Taylor Armerding | Oct. 28, 2014
Stephen W. Orfei talks about goals, threats, EMV, layered security and why ‘risk mitigation’ is better than compliance.

CSO: Given that the holiday shopping season has also come to be known as "hacker season," what are the special/unusual risks confronting companies and shoppers?

Orfei: Make no mistake, hackers are hitting everything that's not nailed down, and they know that the holidays are a particularly vulnerable time for merchants. Not only does the increased number of payment transactions make retailers a high-value target for hackers, but also temporary staff changes and updates to systems that take place during this busy season can put businesses at increased risk. With these seasonal challenges against the backdrop of vulnerabilities and threats such as Shellshock and Backoff malware, it is more critical than ever for organizations to be vigilant.

CSO: What can merchants do to mitigate those risks?

Orfei: It's important for businesses to keep their eye on both their sales and their IT systems at all times. Organizations should prioritize the strong security principles found in PCI Standards, and maintain a multi-layered security approach that involves people, process and technology working together to protect consumers.

Take the time now to do an inventory of your computers and systems to ensure that all assets that touch the payment system have the latest software updates and patches.

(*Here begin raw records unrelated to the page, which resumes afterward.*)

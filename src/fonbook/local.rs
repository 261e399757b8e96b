//! A phonebook kept in the configuration directory.

use super::{FonbookElement, FonbookEntry, FonbookStore, NumberType, Fonbook, write_store, xml};
use crate::error::Result;
use crate::session::Session;
use async_trait::async_trait;
use std::path::{Path, PathBuf};
use std::sync::{Arc, RwLock};
use tracing::{debug, error, info, warn};

pub const TECH_ID: &str = "LOCL";

const XML_FILE: &str = "localphonebook.xml";
/// CSV files tried in order when there is no XML file; all but the first are deprecated.
const CSV_FILES: [&str; 3] = ["localphonebook.csv", "localfonbook.csv", "localfonbuch.csv"];

/// Parse `name,type,number` lines. Numbers of the same name are merged.
///
/// `;` works as separator too. Lines starting with `#` are comments.
pub fn parse_csv(csv: &str) -> Vec<FonbookEntry> {
    let mut entries: Vec<FonbookEntry> = Vec::new();
    for line in csv.lines() {
        let line = line.trim_end_matches('\r');
        if line.starts_with('#') || line.trim().is_empty() {
            continue;
        }
        let fields: Vec<&str> = line.split([',', ';']).filter(|f| !f.is_empty()).collect();
        let [name, kind, number, ..] = fields[..] else {
            error!("Parse error in local phonebook at line '{line}'");
            continue;
        };
        let kind = NumberType::from_code(kind.trim().parse().unwrap_or(0));

        match entries.iter_mut().find(|entry| entry.name == name) {
            Some(entry) => {
                if !entry.push_number(number, kind) {
                    warn!("Too many numbers for {name} in local phonebook, skipped {number}");
                }
            }
            None => {
                let mut entry = FonbookEntry::new(name, false);
                entry.push_number(number, kind);
                entries.push(entry);
            }
        }
    }
    entries
}

/// Phonebook stored as `localphonebook.xml`.
///
/// Older CSV phonebooks are read as well and converted to XML on the next save.
pub struct LocalFonbook {
    session: Arc<Session>,
    store: RwLock<FonbookStore>,
    config_dir: PathBuf,
}

impl LocalFonbook {
    pub fn new(session: Arc<Session>, config_dir: impl Into<PathBuf>) -> Self {
        let store = FonbookStore::new("Local phone book", TECH_ID)
            .displayable(true)
            .writeable(true);
        Self {
            session,
            store: RwLock::new(store),
            config_dir: config_dir.into(),
        }
    }

    /// File written by [`Fonbook::save`].
    pub fn file_path(&self) -> PathBuf {
        self.config_dir.join(XML_FILE)
    }

    async fn read_entries(&self) -> Result<Option<Vec<FonbookEntry>>> {
        let xml_path = self.file_path();
        if xml_path.exists() {
            info!("Loading {}", xml_path.display());
            let document = tokio::fs::read_to_string(&xml_path).await?;
            return xml::parse(&document).map(Some);
        }
        debug!("XML phonebook not found, trying CSV phonebooks");

        let Some((index, csv_path)) = self.find_csv() else {
            return Ok(None);
        };
        if index > 0 {
            warn!(
                "Using deprecated file {}, please rename to {}",
                csv_path.display(),
                CSV_FILES[0]
            );
        }
        info!("Loading {}", csv_path.display());
        let bytes = tokio::fs::read(&csv_path).await?;
        Ok(Some(parse_csv(&String::from_utf8_lossy(&bytes))))
    }

    fn find_csv(&self) -> Option<(usize, PathBuf)> {
        CSV_FILES
            .iter()
            .map(|name| self.config_dir.join(name))
            .enumerate()
            .find(|(_, path)| path.exists())
    }
}

async fn write_document(path: &Path, document: &str) -> Result<()> {
    if let Some(parent) = path.parent() {
        tokio::fs::create_dir_all(parent).await?;
    }
    tokio::fs::write(path, document).await?;
    Ok(())
}

#[async_trait]
impl Fonbook for LocalFonbook {
    fn store(&self) -> &RwLock<FonbookStore> {
        &self.store
    }

    fn session(&self) -> &Session {
        &self.session
    }

    async fn initialize(&self) -> Result<()> {
        {
            let mut store = write_store(&self.store);
            store.set_initialized(false);
            store.clear();
            store.mark_saved();
        }

        let loaded = self.read_entries().await;
        let mut store = write_store(&self.store);
        let result = match loaded {
            Ok(Some(entries)) => {
                store.load(entries);
                store.sort(FonbookElement::Name, true);
                Ok(())
            }
            Ok(None) => {
                error!(
                    "File {} not found",
                    self.config_dir.join(CSV_FILES[0]).display()
                );
                Ok(())
            }
            Err(e) => {
                error!("Could not load local phonebook: {e}");
                Err(e)
            }
        };
        // an empty phonebook is still usable and saved as XML later
        store.set_initialized(true);
        result
    }

    async fn reload(&self) -> Result<()> {
        self.initialize().await
    }

    async fn persist(&self, entries: Vec<FonbookEntry>) -> Result<()> {
        let path = self.file_path();
        debug!("Saving to {}", path.display());
        write_document(&path, &xml::serialize(&entries)?).await?;
        debug!("Saving successful");
        Ok(())
    }
}
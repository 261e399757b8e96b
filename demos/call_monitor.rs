//! Watch the Fritz!Box call monitor.
//!
//! Usage: cargo run --example call_monitor [HOST] [PORT]
//!
//! Default host: fritz.box, default port: 1012. Enable the call monitor once
//! by dialing #96*5* on a connected phone.

use std::sync::Arc;

use async_trait::async_trait;
use fritzlink::config::AppConfig;
use fritzlink::listener::{CallInfo, EventHandler, Listener};
use fritzlink::session::Session;

struct Printer;

#[async_trait]
impl EventHandler for Printer {
    async fn handle_call(&self, call: CallInfo) {
        let kind = if call.outgoing { "CALL" } else { "RING" };
        println!(
            "    {kind:<10} #{} {} -> {} ({})",
            call.conn_id, call.remote_number, call.local_number, call.medium_name
        );
    }

    async fn handle_connect(&self, conn_id: u32) {
        println!("    CONNECT    #{conn_id}");
    }

    async fn handle_disconnect(&self, conn_id: u32, duration: &str) {
        println!("    DISCONNECT #{conn_id} after {duration} s");
    }
}

#[tokio::main]
async fn main() -> anyhow::Result<()> {
    // Initialize logging
    tracing_subscriber::fmt::init();

    let host = std::env::args().nth(1).unwrap_or_else(|| "fritz.box".to_string());

    let port: u16 = std::env::args().nth(2).and_then(|s| s.parse().ok()).unwrap_or(1012);

    println!("Listening to call monitor at {host}:{port}");
    println!("======================================");

    let mut config = AppConfig::default();
    config.device.host = host;
    config.device.listener_port = port;
    config.device.log_personal_info = true;
    config.retry.initial_delay_secs = 5;
    config.retry.max_delay_secs = 60;
    config.validate()?;

    let session = Arc::new(Session::new(&config));
    let mut listener = Listener::start(session, Arc::new(Printer), None, None);

    tokio::signal::ctrl_c().await?;
    listener.stop();

    println!("\n======================================");
    println!("Done!");

    Ok(())
}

Malware and other agents make their way into systems because basic controls fall down, such as changing passwords, patching systems, and managing access. In addition, make sure that you have monitoring and network surveillance in place to alert you immediately to any anomalous activities or changes to your systems that could put payment data at risk.

CSO: What are the most important technology investments organizations can make to minimize the value of data and ease compliance efforts to increase security?

Orfei: Rendering cardholder data useless to criminals is the end game. This means that even if a criminal is able to steal cardholder data, its possession should be impossible to exploit. We're at an exciting place today, in that we actually have the technology available to help us do this. EMV chip, tokenization and point-to-point encryption are more accessible and available than ever. Used together, these provide a layered approach to payment security that makes theft of cardholder data a non-event. Use of these technologies can also simplify the process of compliance.

CSO: Why should CSOs move beyond a strong defense to an aggressive offense? What do you mean by offense attacking the attackers, or something different?

Orfei: Offense means never taking your foot off the gas. Hackers are an unremitting, unrelenting foe. Our approach needs to meet this challenge. This means you're not stopping at protecting from the current attack vectors you're thinking steps ahead and continuing a layered approach to security.